• Dataset records:

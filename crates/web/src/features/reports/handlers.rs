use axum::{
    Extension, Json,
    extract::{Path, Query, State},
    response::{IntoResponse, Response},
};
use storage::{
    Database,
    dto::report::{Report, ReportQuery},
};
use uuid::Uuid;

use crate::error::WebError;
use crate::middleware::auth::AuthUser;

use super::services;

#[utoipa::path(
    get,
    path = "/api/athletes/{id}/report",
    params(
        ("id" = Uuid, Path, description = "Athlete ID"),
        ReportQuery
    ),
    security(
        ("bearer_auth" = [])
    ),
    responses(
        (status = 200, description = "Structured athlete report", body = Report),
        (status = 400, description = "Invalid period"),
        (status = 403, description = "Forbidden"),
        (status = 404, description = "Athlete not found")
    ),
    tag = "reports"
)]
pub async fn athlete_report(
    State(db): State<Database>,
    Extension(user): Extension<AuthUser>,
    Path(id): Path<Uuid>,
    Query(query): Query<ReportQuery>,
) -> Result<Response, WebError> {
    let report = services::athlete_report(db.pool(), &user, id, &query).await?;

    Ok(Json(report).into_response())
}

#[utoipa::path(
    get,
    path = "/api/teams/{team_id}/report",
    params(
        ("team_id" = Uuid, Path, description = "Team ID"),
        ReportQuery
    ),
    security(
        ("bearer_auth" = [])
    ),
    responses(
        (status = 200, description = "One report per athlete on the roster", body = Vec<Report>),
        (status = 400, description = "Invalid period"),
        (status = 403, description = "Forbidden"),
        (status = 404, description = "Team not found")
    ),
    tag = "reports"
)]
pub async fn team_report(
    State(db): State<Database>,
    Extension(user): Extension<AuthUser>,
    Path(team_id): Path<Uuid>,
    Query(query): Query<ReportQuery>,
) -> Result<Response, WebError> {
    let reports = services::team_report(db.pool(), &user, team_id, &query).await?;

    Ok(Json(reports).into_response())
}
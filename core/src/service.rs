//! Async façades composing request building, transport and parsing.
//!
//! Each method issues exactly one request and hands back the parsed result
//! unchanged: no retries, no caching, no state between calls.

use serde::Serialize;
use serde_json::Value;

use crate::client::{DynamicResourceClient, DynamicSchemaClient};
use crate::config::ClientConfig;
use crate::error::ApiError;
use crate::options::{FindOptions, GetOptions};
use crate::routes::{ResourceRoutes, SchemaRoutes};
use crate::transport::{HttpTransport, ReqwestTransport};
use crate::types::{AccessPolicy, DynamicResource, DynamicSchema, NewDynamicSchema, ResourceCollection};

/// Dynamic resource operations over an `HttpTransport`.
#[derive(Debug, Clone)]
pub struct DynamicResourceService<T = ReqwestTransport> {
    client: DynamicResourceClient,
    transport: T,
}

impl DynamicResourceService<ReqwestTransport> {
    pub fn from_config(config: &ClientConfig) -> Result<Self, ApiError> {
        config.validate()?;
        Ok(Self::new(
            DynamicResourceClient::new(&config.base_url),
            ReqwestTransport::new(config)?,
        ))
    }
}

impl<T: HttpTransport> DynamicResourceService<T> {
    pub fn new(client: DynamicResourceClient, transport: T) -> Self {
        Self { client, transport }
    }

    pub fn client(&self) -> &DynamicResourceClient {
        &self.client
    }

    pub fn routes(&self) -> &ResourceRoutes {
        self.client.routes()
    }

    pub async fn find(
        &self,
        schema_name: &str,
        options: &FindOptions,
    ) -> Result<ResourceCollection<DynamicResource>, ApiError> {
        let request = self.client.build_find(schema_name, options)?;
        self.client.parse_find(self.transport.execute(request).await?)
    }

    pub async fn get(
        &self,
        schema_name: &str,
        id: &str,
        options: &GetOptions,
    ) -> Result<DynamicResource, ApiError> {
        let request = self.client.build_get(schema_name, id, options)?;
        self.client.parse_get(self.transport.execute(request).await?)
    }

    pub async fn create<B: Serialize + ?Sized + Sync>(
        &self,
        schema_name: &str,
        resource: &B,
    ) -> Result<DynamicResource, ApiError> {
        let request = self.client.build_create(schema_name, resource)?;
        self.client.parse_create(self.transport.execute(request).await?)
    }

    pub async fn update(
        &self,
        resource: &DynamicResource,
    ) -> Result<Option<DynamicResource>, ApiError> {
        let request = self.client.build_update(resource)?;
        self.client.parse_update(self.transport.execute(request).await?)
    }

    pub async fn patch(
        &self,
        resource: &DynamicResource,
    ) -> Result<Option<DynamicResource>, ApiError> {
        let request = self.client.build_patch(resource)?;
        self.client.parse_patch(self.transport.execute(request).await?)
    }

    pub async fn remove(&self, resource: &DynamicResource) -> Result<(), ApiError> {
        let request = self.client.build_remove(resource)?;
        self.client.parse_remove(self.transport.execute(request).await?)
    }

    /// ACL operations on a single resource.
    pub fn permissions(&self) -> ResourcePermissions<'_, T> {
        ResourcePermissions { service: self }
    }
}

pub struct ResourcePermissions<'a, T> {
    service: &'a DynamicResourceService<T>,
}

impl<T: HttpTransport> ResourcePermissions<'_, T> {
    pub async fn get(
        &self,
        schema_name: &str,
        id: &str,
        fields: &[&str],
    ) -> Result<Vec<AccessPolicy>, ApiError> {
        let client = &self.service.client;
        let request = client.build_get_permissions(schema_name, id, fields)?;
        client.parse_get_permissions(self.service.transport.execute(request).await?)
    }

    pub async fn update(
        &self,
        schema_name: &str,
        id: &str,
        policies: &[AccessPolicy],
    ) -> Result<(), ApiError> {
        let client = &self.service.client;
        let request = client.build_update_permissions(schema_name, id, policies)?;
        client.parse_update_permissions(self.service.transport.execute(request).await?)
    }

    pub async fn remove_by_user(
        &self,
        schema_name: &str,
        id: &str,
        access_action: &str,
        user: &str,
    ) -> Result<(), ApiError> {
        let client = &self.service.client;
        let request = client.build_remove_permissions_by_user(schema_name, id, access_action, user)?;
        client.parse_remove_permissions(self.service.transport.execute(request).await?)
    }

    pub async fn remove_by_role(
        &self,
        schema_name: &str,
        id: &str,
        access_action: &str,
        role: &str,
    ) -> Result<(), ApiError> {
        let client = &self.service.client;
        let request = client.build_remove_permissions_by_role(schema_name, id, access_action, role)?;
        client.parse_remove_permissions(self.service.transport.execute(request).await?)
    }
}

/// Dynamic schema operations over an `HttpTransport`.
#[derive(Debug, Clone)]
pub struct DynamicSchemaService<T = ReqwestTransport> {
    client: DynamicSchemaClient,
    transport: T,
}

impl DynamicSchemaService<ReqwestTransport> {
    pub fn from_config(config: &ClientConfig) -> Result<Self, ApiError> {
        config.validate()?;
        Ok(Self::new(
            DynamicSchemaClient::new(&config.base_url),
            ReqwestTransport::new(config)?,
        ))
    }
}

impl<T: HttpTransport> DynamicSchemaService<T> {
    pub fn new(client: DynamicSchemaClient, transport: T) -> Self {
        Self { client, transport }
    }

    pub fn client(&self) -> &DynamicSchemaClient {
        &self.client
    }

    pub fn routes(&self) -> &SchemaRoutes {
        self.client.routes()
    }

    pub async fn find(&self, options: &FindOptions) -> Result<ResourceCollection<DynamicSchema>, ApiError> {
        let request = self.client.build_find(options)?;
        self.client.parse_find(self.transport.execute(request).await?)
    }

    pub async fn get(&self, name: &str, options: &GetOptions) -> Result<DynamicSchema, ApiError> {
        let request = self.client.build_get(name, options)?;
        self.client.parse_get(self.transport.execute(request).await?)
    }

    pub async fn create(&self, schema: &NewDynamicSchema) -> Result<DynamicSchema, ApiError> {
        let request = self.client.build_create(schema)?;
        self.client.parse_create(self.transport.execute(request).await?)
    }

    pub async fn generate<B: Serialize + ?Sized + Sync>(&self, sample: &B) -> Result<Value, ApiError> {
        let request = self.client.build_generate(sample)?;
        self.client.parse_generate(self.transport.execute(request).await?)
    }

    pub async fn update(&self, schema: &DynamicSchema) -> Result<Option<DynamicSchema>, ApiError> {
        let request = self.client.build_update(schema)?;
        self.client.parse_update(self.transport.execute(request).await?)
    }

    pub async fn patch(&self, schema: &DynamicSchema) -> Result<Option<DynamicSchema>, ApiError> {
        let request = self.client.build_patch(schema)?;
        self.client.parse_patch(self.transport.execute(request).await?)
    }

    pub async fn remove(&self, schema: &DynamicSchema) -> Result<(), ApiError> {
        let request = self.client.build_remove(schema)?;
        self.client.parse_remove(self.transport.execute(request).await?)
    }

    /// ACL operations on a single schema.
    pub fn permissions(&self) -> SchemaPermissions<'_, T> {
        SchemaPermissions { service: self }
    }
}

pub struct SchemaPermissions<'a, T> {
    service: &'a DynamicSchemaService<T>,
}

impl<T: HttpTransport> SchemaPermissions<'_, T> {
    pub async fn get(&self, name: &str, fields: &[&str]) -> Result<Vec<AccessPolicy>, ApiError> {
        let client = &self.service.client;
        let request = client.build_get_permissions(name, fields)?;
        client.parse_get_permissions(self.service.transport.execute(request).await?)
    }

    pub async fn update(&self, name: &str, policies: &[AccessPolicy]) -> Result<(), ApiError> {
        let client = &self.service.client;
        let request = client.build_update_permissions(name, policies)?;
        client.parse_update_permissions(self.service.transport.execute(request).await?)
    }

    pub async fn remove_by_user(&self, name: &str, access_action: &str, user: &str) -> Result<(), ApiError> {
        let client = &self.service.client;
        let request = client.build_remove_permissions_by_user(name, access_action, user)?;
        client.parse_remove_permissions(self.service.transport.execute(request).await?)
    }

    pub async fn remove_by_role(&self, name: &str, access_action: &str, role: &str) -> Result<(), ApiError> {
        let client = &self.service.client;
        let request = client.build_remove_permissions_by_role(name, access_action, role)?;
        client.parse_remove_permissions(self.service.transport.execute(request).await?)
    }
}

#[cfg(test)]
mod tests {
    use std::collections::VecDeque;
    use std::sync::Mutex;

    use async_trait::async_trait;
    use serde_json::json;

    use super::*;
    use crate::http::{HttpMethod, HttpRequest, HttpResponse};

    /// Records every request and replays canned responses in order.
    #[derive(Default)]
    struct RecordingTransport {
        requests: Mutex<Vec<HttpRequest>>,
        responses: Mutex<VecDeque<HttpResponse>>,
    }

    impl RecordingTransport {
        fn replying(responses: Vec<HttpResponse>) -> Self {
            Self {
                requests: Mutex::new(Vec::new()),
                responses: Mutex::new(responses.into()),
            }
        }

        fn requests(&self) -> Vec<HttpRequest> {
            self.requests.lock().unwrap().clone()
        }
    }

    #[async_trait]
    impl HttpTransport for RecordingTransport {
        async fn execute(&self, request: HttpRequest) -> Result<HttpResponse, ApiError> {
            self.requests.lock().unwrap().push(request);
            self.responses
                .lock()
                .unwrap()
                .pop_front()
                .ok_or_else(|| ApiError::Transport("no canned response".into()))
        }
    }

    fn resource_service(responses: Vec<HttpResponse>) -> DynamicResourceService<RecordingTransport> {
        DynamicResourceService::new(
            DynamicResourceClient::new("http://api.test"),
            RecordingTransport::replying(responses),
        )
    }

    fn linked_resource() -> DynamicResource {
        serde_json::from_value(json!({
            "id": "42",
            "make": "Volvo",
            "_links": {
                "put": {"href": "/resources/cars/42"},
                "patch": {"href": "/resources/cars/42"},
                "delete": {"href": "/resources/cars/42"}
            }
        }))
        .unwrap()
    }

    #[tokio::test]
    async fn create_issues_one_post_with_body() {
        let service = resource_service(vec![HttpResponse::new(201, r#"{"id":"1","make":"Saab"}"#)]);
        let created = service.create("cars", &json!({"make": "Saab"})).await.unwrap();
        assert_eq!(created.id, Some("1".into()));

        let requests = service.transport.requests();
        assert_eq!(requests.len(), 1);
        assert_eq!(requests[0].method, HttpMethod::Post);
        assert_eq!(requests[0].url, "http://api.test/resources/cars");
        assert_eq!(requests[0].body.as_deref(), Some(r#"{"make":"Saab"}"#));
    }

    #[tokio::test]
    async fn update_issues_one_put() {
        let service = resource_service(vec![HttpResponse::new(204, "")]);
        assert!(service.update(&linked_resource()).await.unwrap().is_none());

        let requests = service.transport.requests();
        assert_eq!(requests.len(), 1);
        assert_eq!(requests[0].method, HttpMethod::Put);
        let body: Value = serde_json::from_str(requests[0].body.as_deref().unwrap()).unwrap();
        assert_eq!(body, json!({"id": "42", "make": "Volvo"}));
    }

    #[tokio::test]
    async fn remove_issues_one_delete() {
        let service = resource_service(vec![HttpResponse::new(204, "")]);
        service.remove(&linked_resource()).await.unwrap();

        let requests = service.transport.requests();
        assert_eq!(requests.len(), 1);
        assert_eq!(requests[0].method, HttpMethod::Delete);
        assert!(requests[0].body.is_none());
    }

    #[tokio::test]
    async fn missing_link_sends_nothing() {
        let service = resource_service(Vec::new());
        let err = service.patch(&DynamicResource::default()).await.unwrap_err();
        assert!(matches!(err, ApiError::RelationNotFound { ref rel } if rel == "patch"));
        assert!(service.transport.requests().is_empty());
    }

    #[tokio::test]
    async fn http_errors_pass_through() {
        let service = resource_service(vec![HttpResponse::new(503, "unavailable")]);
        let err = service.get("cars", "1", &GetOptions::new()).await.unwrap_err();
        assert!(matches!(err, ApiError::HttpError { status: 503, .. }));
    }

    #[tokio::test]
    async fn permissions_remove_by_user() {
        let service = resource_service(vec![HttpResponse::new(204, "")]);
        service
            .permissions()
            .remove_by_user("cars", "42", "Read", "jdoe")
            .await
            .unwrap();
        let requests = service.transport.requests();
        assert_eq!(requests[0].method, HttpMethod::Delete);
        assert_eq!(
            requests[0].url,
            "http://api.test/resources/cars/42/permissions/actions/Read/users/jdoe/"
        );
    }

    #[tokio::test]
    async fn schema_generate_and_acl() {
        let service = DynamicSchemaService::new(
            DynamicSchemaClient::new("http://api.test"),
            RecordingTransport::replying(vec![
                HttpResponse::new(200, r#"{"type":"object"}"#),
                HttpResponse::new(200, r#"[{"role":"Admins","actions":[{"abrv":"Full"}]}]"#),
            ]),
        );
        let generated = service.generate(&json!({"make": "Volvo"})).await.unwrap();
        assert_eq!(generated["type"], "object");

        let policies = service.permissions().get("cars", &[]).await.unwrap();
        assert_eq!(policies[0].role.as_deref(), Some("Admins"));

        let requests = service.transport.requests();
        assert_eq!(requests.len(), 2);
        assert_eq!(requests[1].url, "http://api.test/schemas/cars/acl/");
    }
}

• Work instruction:
All lines that contain the word "AccessPolicy" must be copied from the records above.

• Response for this exercise:
use crate::types::{AccessPolicy, DynamicResource, DynamicSchema, NewDynamicSchema, ResourceCollection};
    ) -> Result<Vec<AccessPolicy>, ApiError> {
        policies: &[AccessPolicy],
    pub async fn get(&self, name: &str, fields: &[&str]) -> Result<Vec<AccessPolicy>, ApiError> {
    pub async fn update(&self, name: &str, policies: &[AccessPolicy]) -> Result<(), ApiError> {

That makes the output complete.